“Maybe.”
“You’re going to have to try harder to rile me up, short stack.” I rolled slowly to the end of the driveway, ready to turn onto the highway. Before I did, I turned and grabbed her thigh. Making sure I had her full fucking attention. “No one’s ever complained about that seat because no bitch has ever ridden this beast with me. Now, sit back and hang on. I’ll give you a good ride.”
Five
Locklyn
Flinch’s place wasn’t anything to write home about—a single-story stucco home in the desert with a deep porch, a cheap couch in the living room, and what seemed like nothing else. No pictures on the walls, no decorations, not a bit of softness or color anywhere. The entire place smelled like him, though. A mixture of sage and leather that made me want to curl up in his blankets and breathe deeply. Which could actually happen, considering the man had a huge bed. Just one, though.

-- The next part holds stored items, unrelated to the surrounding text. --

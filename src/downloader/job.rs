// Download job - one URL from submission to completion or failure

use std::path::{Path, PathBuf};
use std::sync::Arc;
use tracing::{debug, info, warn};

use super::bridge::{JobReporter, ProgressEvent};
use super::errors::DownloadError;
use super::format_selector::FormatSelector;
use super::models::{JobId, JobState, StreamDescriptor, StreamKind};
use super::progress::{ProgressTracker, TrackOutcome};
use super::settings::Settings;
use super::traits::{MetadataProvider, TransferObserver, VideoHandle};

/// File name prefix for a track. Only needed when both tracks land in the
/// same directory under the same title.
pub fn filename_prefix(kind: StreamKind, both_tracks: bool) -> String {
    if both_tracks {
        format!("({}) ", kind)
    } else {
        String::new()
    }
}

#[derive(Debug, Clone)]
pub struct DownloadJob {
    id: JobId,
    url: String,
    state: JobState,
    video: Option<StreamDescriptor>,
    audio: Option<StreamDescriptor>,
    bytes_expected_total: u64,
    bytes_completed: u64,
    last_error: Option<DownloadError>,
    outputs: Vec<PathBuf>,
}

“You’ll sleep in here.” Flinch tossed my bag on the corner of the mattress then slipped into the hall, staying close but not too close. “Bathroom’s through the door over there. Don’t open the other one. Don’t touch my shit.”
“Where are you going to sleep?”
That got his attention. I would have sworn his blue eyes darkened as the expression on his face went from nothing to…everything. “Why? You planning on inviting me into my own bed with you?”

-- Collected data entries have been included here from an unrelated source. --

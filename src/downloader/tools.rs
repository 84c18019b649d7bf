use std::path::Path;
use std::process::Command;
use tracing::debug;

const YTDLP: &str = "yt-dlp";

/// Where the yt-dlp binary lives and which version it is
#[derive(Debug, Clone)]
pub struct ToolInfo {
    pub name: String,
    pub version: Option<String>,
    pub path: Option<String>,
    pub is_available: bool,
}

pub struct ToolManager {
    common_dirs: Vec<String>,
}

impl ToolManager {
    pub fn new() -> Self {
        Self {
            common_dirs: vec![
                "/opt/homebrew/bin".to_string(), // Homebrew on Apple Silicon
                "/usr/local/bin".to_string(),
                "/usr/bin".to_string(),
            ],
        }
    }

    pub fn ytdlp_info(&self) -> ToolInfo {
        let path = self.locate(YTDLP);
        let version = path.as_deref().and_then(Self::version_of);

        ToolInfo {
            name: YTDLP.to_string(),
            is_available: version.is_some(),
            version,
            path,
        }
    }

    fn locate(&self, binary_name: &str) -> Option<String> {
        // 1. Try common paths first
        for dir in &self.common_dirs {
            let path = Path::new(dir).join(binary_name);
            if path.exists() {
                return Some(path.to_string_lossy().into_owned());
            }
        }

        // 2. Try PATH
        if let Ok(output) = Command::new("which").arg(binary_name).output() {
            if output.status.success() {
                let path = String::from_utf8_lossy(&output.stdout).trim().to_string();
                if !path.is_empty() {
                    return Some(path);
                }
            }
        }

        debug!(binary = binary_name, "Binary not found");
        None
    }

    fn version_of(path: &str) -> Option<String> {
        match Command::new(path).arg("--version").output() {
            Ok(output) if output.status.success() => {
                let out = String::from_utf8_lossy(&output.stdout).trim().to_string();
                (!out.is_empty()).then_some(out)
            }
            _ => None,
        }
    }
}

impl Default for ToolManager {
    fn default() -> Self {
        Self::new()
    }
}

I felt a moment of something close to shame, to guilt. Some sort of misplaced need to be nice and tell the huge, scary man—who could probably pick me up with one hand and looked like he would if I pissed him off—that there was plenty of room and we could share the bed.
But my mom hadn’t raised a nice girl. She’d raised one who knew to listen to her intuition to keep herself safe.

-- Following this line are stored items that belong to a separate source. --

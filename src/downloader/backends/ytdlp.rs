// yt-dlp backed provider
//
// Resolution shells out to `yt-dlp --dump-json`; the chosen formats are then
// fetched directly over HTTP so byte-level progress can be reported.

use async_trait::async_trait;
use std::collections::HashMap;
use std::path::{Path, PathBuf};
use std::time::Duration;
use tokio::io::AsyncWriteExt;
use tracing::{debug, info, warn};

use crate::downloader::errors::{DownloadError, ProviderError};
use crate::downloader::models::{NetworkConfig, StreamDescriptor, StreamKind};
use crate::downloader::tools::ToolManager;
use crate::downloader::traits::{MetadataProvider, TransferObserver, VideoHandle};
use crate::downloader::utils::{get_proxy_args, get_timeout_args, run_output_with_timeout, sanitize_filename};

const RESOLVE_TIMEOUT_SECS: u64 = 120;

/// Where one format's bytes are served from
#[derive(Debug, Clone)]
struct FormatSource {
    url: String,
    headers: Vec<(String, String)>,
}

pub struct YtDlpProvider {
    ytdlp_path: String,
    network: NetworkConfig,
    client: reqwest::Client,
}

impl YtDlpProvider {
    pub fn new(network: NetworkConfig) -> Result<Self, DownloadError> {
        let mut builder = reqwest::Client::builder();
        if let Some(proxy) = network.proxy.as_deref() {
            let proxy = reqwest::Proxy::all(proxy)
                .map_err(|e| DownloadError::Provider(format!("Invalid proxy URL {}: {}", proxy, e)))?;
            builder = builder.proxy(proxy);
        }
        if let Some(secs) = network.timeout {
            builder = builder.connect_timeout(Duration::from_secs(secs as u64));
        }
        let client = builder
            .build()
            .map_err(|e| DownloadError::Provider(format!("Failed to build HTTP client: {}", e)))?;

        let tool = ToolManager::new().ytdlp_info();
        if tool.is_available {
            debug!(tool = %tool.name, path = ?tool.path, version = ?tool.version, "Found tool");
        } else {
            warn!(tool = %tool.name, "Tool not found or not runnable, resolving will fail");
        }
        // bare name lets the OS search PATH at spawn time
        let ytdlp_path = tool.path.unwrap_or_else(|| "yt-dlp".to_string());

        Ok(Self {
            ytdlp_path,
            network,
            client,
        })
    }

    fn build_args(&self, url: &str) -> Vec<String> {
        let mut args = vec![
            "--dump-json".to_string(),
            "--no-playlist".to_string(),
            "--no-warnings".to_string(),
        ];
        args.extend(get_timeout_args(&self.network));
        args.extend(get_proxy_args(&self.network));
        args.push(url.to_string());
        args
    }
}

#[async_trait]
impl MetadataProvider for YtDlpProvider {
    fn name(&self) -> &'static str {
        "yt-dlp"
    }

    async fn resolve(&self, url: &str) -> Result<Box<dyn VideoHandle>, ProviderError> {
        let output = run_output_with_timeout(&self.ytdlp_path, self.build_args(url), RESOLVE_TIMEOUT_SECS).await?;

        if !output.status.success() {
            let stderr = String::from_utf8_lossy(&output.stderr);
            warn!(url = %url, stderr = %stderr.trim(), "yt-dlp failed");
            return Err(ProviderError::from_message(&stderr));
        }

        let json: serde_json::Value = serde_json::from_slice(&output.stdout)
            .map_err(|e| ProviderError::ParseFailure(format!("Invalid JSON: {}", e)))?;
        let video = parse_video(&json, self.client.clone())?;
        info!(url = %url, title = %video.title, streams = video.streams.len(), "Resolved");
        Ok(Box::new(video))
    }
}

pub struct YtDlpVideo {
    title: String,
    streams: Vec<StreamDescriptor>,
    sources: HashMap<String, FormatSource>,
    client: reqwest::Client,
}

fn parse_video(json: &serde_json::Value, client: reqwest::Client) -> Result<YtDlpVideo, ProviderError> {
    let formats = json["formats"]
        .as_array()
        .ok_or_else(|| ProviderError::ParseFailure("No formats array in JSON".to_string()))?;

    let mut streams = Vec::new();
    let mut sources = HashMap::new();
    for f in formats {
        if let Some((stream, source)) = parse_format(f) {
            sources.insert(stream.format_id.clone(), source);
            streams.push(stream);
        }
    }

    Ok(YtDlpVideo {
        title: json["title"].as_str().unwrap_or("Unknown").to_string(),
        streams,
        sources,
        client,
    })
}

/// One yt-dlp format entry, or `None` when it cannot be fetched as a plain file
fn parse_format(f: &serde_json::Value) -> Option<(StreamDescriptor, FormatSource)> {
    let protocol = f["protocol"].as_str().unwrap_or("https");
    if protocol != "https" && protocol != "http" {
        return None;
    }
    let url = f["url"].as_str()?;
    let format_id = f["format_id"].as_str()?;
    let ext = f["ext"].as_str()?;

    let has_video = f["vcodec"].as_str().map_or(false, |v| v != "none");
    let has_audio = f["acodec"].as_str().map_or(false, |a| a != "none");

    let (kind, label, adaptive) = match (has_video, has_audio) {
        (true, _) => {
            let height = f["height"].as_u64()?;
            (StreamKind::Video, format!("{}p", height), !has_audio)
        }
        (false, true) => {
            let abr = f["abr"].as_f64().filter(|a| *a > 0.0)?;
            (StreamKind::Audio, format!("{}kbps", abr.round() as u64), true)
        }
        (false, false) => return None,
    };

    // audio-only mp4 is reported with its file extension
    let subtype = if ext == "m4a" { "mp4" } else { ext };

    let filesize = f["filesize"]
        .as_u64()
        .or_else(|| f["filesize_approx"].as_u64())
        .unwrap_or(0);

    let headers = f["http_headers"]
        .as_object()
        .map(|h| {
            h.iter()
                .filter_map(|(k, v)| v.as_str().map(|v| (k.clone(), v.to_string())))
                .collect()
        })
        .unwrap_or_default();

    Some((
        StreamDescriptor {
            format_id: format_id.to_string(),
            kind,
            subtype: subtype.to_string(),
            label,
            filesize,
            adaptive,
        },
        FormatSource {
            url: url.to_string(),
            headers,
        },
    ))
}

fn map_http_error(e: reqwest::Error, url: &str) -> ProviderError {
    if e.is_timeout() || e.is_connect() {
        return ProviderError::MaxRetriesExceeded;
    }
    match e.status() {
        Some(reqwest::StatusCode::NOT_FOUND) => ProviderError::NotFound(url.to_string()),
        _ => ProviderError::Other(e.to_string()),
    }
}

fn io_error(path: &Path, e: std::io::Error) -> ProviderError {
    ProviderError::Other(format!("Failed to write {}: {}", path.display(), e))
}

/// Create `output_dir` if needed and return `<output_dir>/<prefix><title>.<subtype>`
async fn prepare_output(
    output_dir: &Path,
    prefix: &str,
    title: &str,
    subtype: &str,
) -> Result<PathBuf, ProviderError> {
    tokio::fs::create_dir_all(output_dir)
        .await
        .map_err(|e| io_error(output_dir, e))?;
    Ok(output_dir.join(format!("{}{}.{}", prefix, sanitize_filename(title), subtype)))
}

/// Catalog size when yt-dlp knew it, else the response's Content-Length, else 0
fn expected_size(catalog_size: u64, content_length: Option<u64>) -> u64 {
    match catalog_size {
        0 => content_length.unwrap_or(0),
        size => size,
    }
}

/// Turns received chunk lengths into remaining-byte counts
#[derive(Debug)]
struct ChunkCounter {
    total: u64,
    received: u64,
}

impl ChunkCounter {
    fn new(total: u64) -> Self {
        Self { total, received: 0 }
    }

    fn record(&mut self, chunk_len: usize) -> u64 {
        self.received += chunk_len as u64;
        self.total.saturating_sub(self.received)
    }
}

#[async_trait]
impl VideoHandle for YtDlpVideo {
    fn title(&self) -> &str {
        &self.title
    }

    fn streams(&self) -> &[StreamDescriptor] {
        &self.streams
    }

    async fn download(
        &self,
        stream: &StreamDescriptor,
        output_dir: &Path,
        filename_prefix: &str,
        observer: &mut (dyn TransferObserver + Send),
    ) -> Result<PathBuf, ProviderError> {
        let source = self
            .sources
            .get(&stream.format_id)
            .ok_or_else(|| ProviderError::NotFound(format!("format {}", stream.format_id)))?;

        let path = prepare_output(output_dir, filename_prefix, &self.title, &stream.subtype).await?;

        let mut request = self.client.get(&source.url);
        for (name, value) in &source.headers {
            request = request.header(name.as_str(), value.as_str());
        }
        let mut response = request
            .send()
            .await
            .and_then(|r| r.error_for_status())
            .map_err(|e| map_http_error(e, &source.url))?;

        let mut counter = ChunkCounter::new(expected_size(stream.filesize, response.content_length()));
        debug!(format = %stream.format_id, total = counter.total, path = %path.display(), "Transfer started");

        let mut file = tokio::fs::File::create(&path)
            .await
            .map_err(|e| io_error(&path, e))?;
        while let Some(chunk) = response
            .chunk()
            .await
            .map_err(|e| map_http_error(e, &source.url))?
        {
            file.write_all(&chunk).await.map_err(|e| io_error(&path, e))?;
            observer.on_progress(counter.record(chunk.len()));
        }
        file.flush().await.map_err(|e| io_error(&path, e))?;

        info!(format = %stream.format_id, bytes = counter.received, path = %path.display(), "Transfer finished");
        observer.on_complete(&path);
        Ok(path)
    }
}

#[cfg(test)]
mod tests {
    use super::*;
    use serde_json::json;

    fn sample() -> serde_json::Value {
        json!({
            "title": "Sample: clip",
            "formats": [
                { "format_id": "sb0", "ext": "mhtml", "protocol": "mhtml", "vcodec": "none", "acodec": "none",
                  "url": "https://i.ytimg.com/sb" },
                { "format_id": "139", "ext": "m4a", "protocol": "https", "vcodec": "none", "acodec": "mp4a.40.5",
                  "abr": 48.8, "filesize": 500, "url": "https://cdn/139" },
                { "format_id": "140", "ext": "m4a", "protocol": "https", "vcodec": "none", "acodec": "mp4a.40.2",
                  "abr": 129.5, "filesize": 2000, "url": "https://cdn/140",
                  "http_headers": { "User-Agent": "Mozilla/5.0" } },
                { "format_id": "251", "ext": "webm", "protocol": "https", "vcodec": "none", "acodec": "opus",
                  "abr": 160.0, "filesize_approx": 2500, "url": "https://cdn/251" },
                { "format_id": "18", "ext": "mp4", "protocol": "https", "vcodec": "avc1.42001E", "acodec": "mp4a.40.2",
                  "height": 360, "url": "https://cdn/18" },
                { "format_id": "136", "ext": "mp4", "protocol": "https", "vcodec": "avc1.4d401f", "acodec": "none",
                  "height": 720, "filesize": 8000, "url": "https://cdn/136" },
                { "format_id": "247", "ext": "webm", "protocol": "https", "vcodec": "vp9", "acodec": "none",
                  "height": 720, "url": "https://cdn/247" },
                { "format_id": "hls-720", "ext": "mp4", "protocol": "m3u8_native", "vcodec": "avc1", "acodec": "mp4a",
                  "height": 720, "url": "https://cdn/playlist.m3u8" }
            ]
        })
    }

    #[test]
    fn test_parse_catalog() {
        let video = parse_video(&sample(), reqwest::Client::new()).unwrap();
        assert_eq!(video.title(), "Sample: clip");

        let ids: Vec<&str> = video.streams().iter().map(|s| s.format_id.as_str()).collect();
        assert_eq!(ids, vec!["139", "140", "251", "18", "136", "247"]);

        let audio = &video.streams()[1];
        assert_eq!(audio, &StreamDescriptor::audio("140", "mp4", "130kbps", 2000));
        assert_eq!(video.sources["140"].headers, vec![("User-Agent".to_string(), "Mozilla/5.0".to_string())]);

        assert_eq!(video.streams()[2], StreamDescriptor::audio("251", "webm", "160kbps", 2500));
        assert_eq!(video.streams()[3], StreamDescriptor::progressive("18", "mp4", "360p", 0));
        assert_eq!(video.streams()[4], StreamDescriptor::video("136", "mp4", "720p", 8000));
    }

    #[test]
    fn test_formats_without_label_are_skipped() {
        let json = json!({
            "title": "x",
            "formats": [
                { "format_id": "a", "ext": "m4a", "vcodec": "none", "acodec": "mp4a", "url": "https://cdn/a" },
                { "format_id": "v", "ext": "mp4", "vcodec": "avc1", "acodec": "none", "url": "https://cdn/v" }
            ]
        });
        let video = parse_video(&json, reqwest::Client::new()).unwrap();
        assert!(video.streams().is_empty());
    }

    #[test]
    fn test_missing_formats_is_parse_failure() {
        let err = parse_video(&json!({ "title": "x" }), reqwest::Client::new())
            .err()
            .unwrap();
        assert!(matches!(err, ProviderError::ParseFailure(_)));
    }

    #[tokio::test]
    async fn test_prepare_output_creates_dir_and_names_file() {
        let dir = tempfile::tempdir().unwrap();
        let nested = dir.path().join("a").join("b");

        let path = prepare_output(&nested, "(audio) ", "Live: Act/2?", "webm").await.unwrap();
        assert!(nested.is_dir());
        assert_eq!(path, nested.join("(audio) Live Act 2.webm"));

        let plain = prepare_output(&nested, "", "Clip", "mp4").await.unwrap();
        assert_eq!(plain, nested.join("Clip.mp4"));
    }

    #[test]
    fn test_expected_size_falls_back_to_content_length() {
        assert_eq!(expected_size(8_000, Some(9_000)), 8_000);
        assert_eq!(expected_size(0, Some(9_000)), 9_000);
        assert_eq!(expected_size(0, None), 0);
    }

    #[test]
    fn test_chunk_counter_reports_remaining() {
        let mut counter = ChunkCounter::new(1_000);
        assert_eq!(counter.record(400), 600);
        assert_eq!(counter.record(600), 0);
        // more bytes than announced never underflows
        assert_eq!(counter.record(10), 0);
        assert_eq!(counter.received, 1_010);

        let mut unknown = ChunkCounter::new(0);
        assert_eq!(unknown.record(512), 0);
    }

    #[test]
    fn test_build_args() {
        let provider = YtDlpProvider::new(NetworkConfig {
            proxy: Some("socks5://127.0.0.1:1080".into()),
            timeout: Some(10),
        })
        .unwrap();
        let args = provider.build_args("https://youtu.be/abc");
        assert_eq!(&args[..2], &["--dump-json", "--no-playlist"]);
        assert!(args.windows(2).any(|w| w == ["--socket-timeout", "10"]));
        assert!(args.windows(2).any(|w| w == ["--proxy", "socks5://127.0.0.1:1080"]));
        assert_eq!(args.last().map(String::as_str), Some("https://youtu.be/abc"));
    }

    #[test]
    fn test_invalid_proxy_rejected() {
        let result = YtDlpProvider::new(NetworkConfig {
            proxy: Some("not a url".into()),
            timeout: None,
        });
        assert!(matches!(result, Err(DownloadError::Provider(_))));
    }
}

“No. But I do want to know where you’ll be in case I get up for water or something.”
His expression shifted back to the nothing of before. His face like stone, his body locked into place. Taking up the entire doorway without even trying to. Intimidating, thy name is Flinch.
But I was not one to be intimidated. “So? Where will you be?”
He almost smiled, if that was what the tightening around his lips meant.
“There’s a glass in the bathroom for water, plenty of snacks in the kitchen, and beer’s in the fridge. I’ll be on the back porch.” He turned to walk down the hall, not even pausing as he hollered, “And don’t touch my shit.”
I shut the door behind him—a little harder than I probably needed to—and crossed to the bed, falling onto the mattress with a groan. I was relieved to be rid of Flinch for the moment, but also so tired. Between the nightmares, the bus ride, and the stress of the night, I’d had enough. And as much as it felt silly to grieve the loss of my dad, I did. The man had left us when I’d been a kid, and I hadn’t seen too much of him in the years since. A yearly visit to wherever I was living at the time seemed to be about all the traveling he had been up to. But he’d always answered when I’d called. He’d always sent money when I’d needed it. He’d always tried to teach me lessons about his kind and the world he came from, even though I seemed to have skipped any sort of shifter genetics. One of those lessons being that I should never trust a shifter, yet there I was, lying in one’s bed. Alone. Just Flinch and me in the desert.
If I woke up dead, I was going to be really pissed off.
As if she could sense I was finally alone, my phone rang, and Zella’s name appeared on the screen. I tapped to open the video app and accept the call, rolling over as her face appeared. Her slightly unhappy face.
“Where the hell have you been?”
“You don’t want to know.” I sighed and frowned. “Well, maybe you do.”
“I do. How was the clubhouse? Did you figure out where your dad is yet? Where are you now?”
“Slow down.” I rolled over again and sat up, sliding to the head of the mattress so I could lean against the wall. No headboard for Mr. Scary. “The clubhouse was…well, it was a motorcycle clubhouse.”
“Lots of tits and ass?”
“And drinking and general debauchery.”
“Sounds like fun.”
“Not at all. And the men…they didn’t want to let me in, but I proved who I was, so they sort of had to, I guess.”
“Did they tell you anything about your dad?”
“He’s missing.”
“Missing or…”
“I think he’s dead. I really do.” I looked up at the ceiling, blinking against the tears burning my eyes. “One of the club guys came in, saying his place had been ransacked, and I knew. I just knew.”